#### [Activity]
Check each line of the material, and show the ones that include the word "WorkflowDefinition".

---

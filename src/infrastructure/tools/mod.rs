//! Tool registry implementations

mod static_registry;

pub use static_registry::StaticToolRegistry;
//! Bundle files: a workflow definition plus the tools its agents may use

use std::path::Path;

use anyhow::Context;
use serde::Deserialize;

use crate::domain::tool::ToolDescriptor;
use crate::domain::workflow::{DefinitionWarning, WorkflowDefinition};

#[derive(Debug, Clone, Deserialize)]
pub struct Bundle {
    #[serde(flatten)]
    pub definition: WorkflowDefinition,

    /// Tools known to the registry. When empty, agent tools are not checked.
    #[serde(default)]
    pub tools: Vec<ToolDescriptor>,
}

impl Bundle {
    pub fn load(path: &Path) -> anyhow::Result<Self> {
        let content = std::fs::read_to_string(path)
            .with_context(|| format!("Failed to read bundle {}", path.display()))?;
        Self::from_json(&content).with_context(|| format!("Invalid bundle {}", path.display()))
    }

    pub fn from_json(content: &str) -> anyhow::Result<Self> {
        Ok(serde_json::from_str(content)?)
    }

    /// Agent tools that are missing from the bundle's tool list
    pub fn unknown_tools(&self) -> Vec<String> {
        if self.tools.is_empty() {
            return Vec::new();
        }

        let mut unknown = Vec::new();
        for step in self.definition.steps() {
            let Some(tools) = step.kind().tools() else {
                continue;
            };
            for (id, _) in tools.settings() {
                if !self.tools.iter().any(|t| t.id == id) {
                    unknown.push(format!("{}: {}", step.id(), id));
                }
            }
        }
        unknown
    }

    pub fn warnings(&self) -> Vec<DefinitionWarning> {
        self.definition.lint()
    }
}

---

#### [Solved exercise]
use crate::domain::workflow::{DefinitionWarning, WorkflowDefinition};
    pub definition: WorkflowDefinition,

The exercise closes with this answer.